Open Science Workflows, Data Curation & Repositories
Establishing a robust data management plan dmp for Agriculture & Food Science requires outlining rigorous data collection methods alongside established data curation standards from day one. PIs can leverage structured dmptool workflows to coordinate these data frameworks for review by Consejo Nacional de Investigaciones Científicas y Técnicas. Our project methodology mandates systematic data cleaning and continuous verification of data integrity to support reproducible data wrangling pipelines. To aid secondary usage, a comprehensive data dictionary will accompany every published record. For active storage, the proposal compares a relational data warehouse schema against an unstructured data lake model, reviewing the functional benefits of a data lake vs data warehouse environment for general data analysis and initial exploratory data analysis of study outputs. Open-access guidelines require teams to push finalised files to the dryad data repository, configure shared figshare datasets, or initiate a zenodo data upload, securing a permanent slot in the data citation index that aligns with nsf data management plan directives. To support replication, we will establish strict data versioning protocols on the open science framework osf to guide reproducible data sharing that follows fair data principles examples. When working with sensitive community records, the project will strictly observe the care data principles and indigenous data sovereignty care guidelines to guarantee ethical data stewardship in accordance with CONICET rules. Implementing this storage layout satisfies compliance protocols overseen by the CONICET data audit team.

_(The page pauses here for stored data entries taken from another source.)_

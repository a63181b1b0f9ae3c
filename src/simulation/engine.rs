use std::path::Path;

use rand::{Rng, SeedableRng};
use serde::{Deserialize, Serialize};

use super::cell::Topology;
use super::checkpoint::parse_checkpoint_index;
use super::grid::{interior_mask, BitMatrix, IndexMode};
use super::rule::{glauber_value, neighbor_sum};
use super::strategy::IndexingStrategy;
use super::SimRng;
use crate::config::{LatticeDims, SimulationParams, LOGGING_STEP};
use crate::error::{GlauberError, Result};
use crate::output::OutputSink;

/// Why the step loop ended.
#[derive(Clone, Copy, Debug, Default, PartialEq, Eq)]
pub enum StopReason {
    /// Interior share of ones reached `tol`
    FixedAtOnes,
    /// Interior share of ones fell to `1 - tol`
    FixedAtZeros,
    /// Planned horizon reached without fixation
    #[default]
    Horizon,
    /// The strategy ran out of candidate vertices
    Exhausted,
}

/// Result record of one run, as written to `result-dict.json`.
#[derive(Clone, Debug, PartialEq, Serialize, Deserialize)]
pub struct RunResult {
    pub fixation: bool,
    /// Step at which the loop stopped, or the horizon if it ran out
    pub iterations: usize,
    /// Interior share of ones per step, `-1.0` where no step ran
    pub vector: Vec<f64>,
    #[serde(skip)]
    pub stop: StopReason,
}

impl RunResult {
    /// Stop reason implied by the persisted fields, for results read back
    /// from disk.
    pub fn recorded_stop(&self) -> StopReason {
        if self.fixation {
            StopReason::FixedAtOnes
        } else if self.iterations >= self.vector.len() {
            StopReason::Horizon
        } else if self.vector[self.iterations] >= 0.0 {
            StopReason::FixedAtZeros
        } else {
            StopReason::Exhausted
        }
    }
}

/// Two-sided fixation test on exact interior counts.
///
/// The upper threshold wins if both hold, which needs `tol <= 0.5`.
pub fn fixation_check(ones: usize, target: usize, tol: f64) -> Option<StopReason> {
    let (ones, target) = (ones as f64, target as f64);
    if ones >= tol * target {
        Some(StopReason::FixedAtOnes)
    } else if ones <= (1.0 - tol) * target {
        Some(StopReason::FixedAtZeros)
    } else {
        None
    }
}
mod active_set;
mod cell;
pub mod checkpoint;
mod engine;
mod grid;
pub mod rule;
mod strategy;

pub use active_set::ActiveVertexSet;
pub use cell::{Coord, Topology, NEIGHBOR_OFFSETS};
pub use engine::{fixation_check, LatticeSimulation, RunResult, StopReason};
pub use grid::{interior_mask, BitMatrix, IndexMode};
pub use strategy::{DynamicActiveSet, FixedStream, IndexingStrategy, Strategy, StrategyKind};

/// Random source of a single run
pub type SimRng = rand_chacha::ChaCha8Rng;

4. Frequently Asked Questions
Are we required to share all raw data from our research?
No, CONICET policies generally recognise that some data cannot be shared publicly due to privacy, security, intellectual property, or commercialisation constraints. In such cases, your DMP must justify why certain datasets are restricted and describe how metadata will still be made discoverable.
Who owns the research data generated under this grant?
Data ownership is typically held by the host institution, subject to co-ownership clauses in collaborative projects. However, CONICET guidelines require that data be made as openly available as possible under open licensing, such as Creative Commons or Open Data Commons.
DMP Specifications
FAIR Principles
Your plan must align with the FAIR Principles:
- Findable: Rich metadata and persistent DOIs.
- Accessible: Free retrieval via standard protocols.
- Interoperable: Open formats and vocabulary alignment (such as AgMes (Agricultural Metadata Element Set), Dublin Core, EML).
- Reusable: Clear data licensing and reuse guidelines.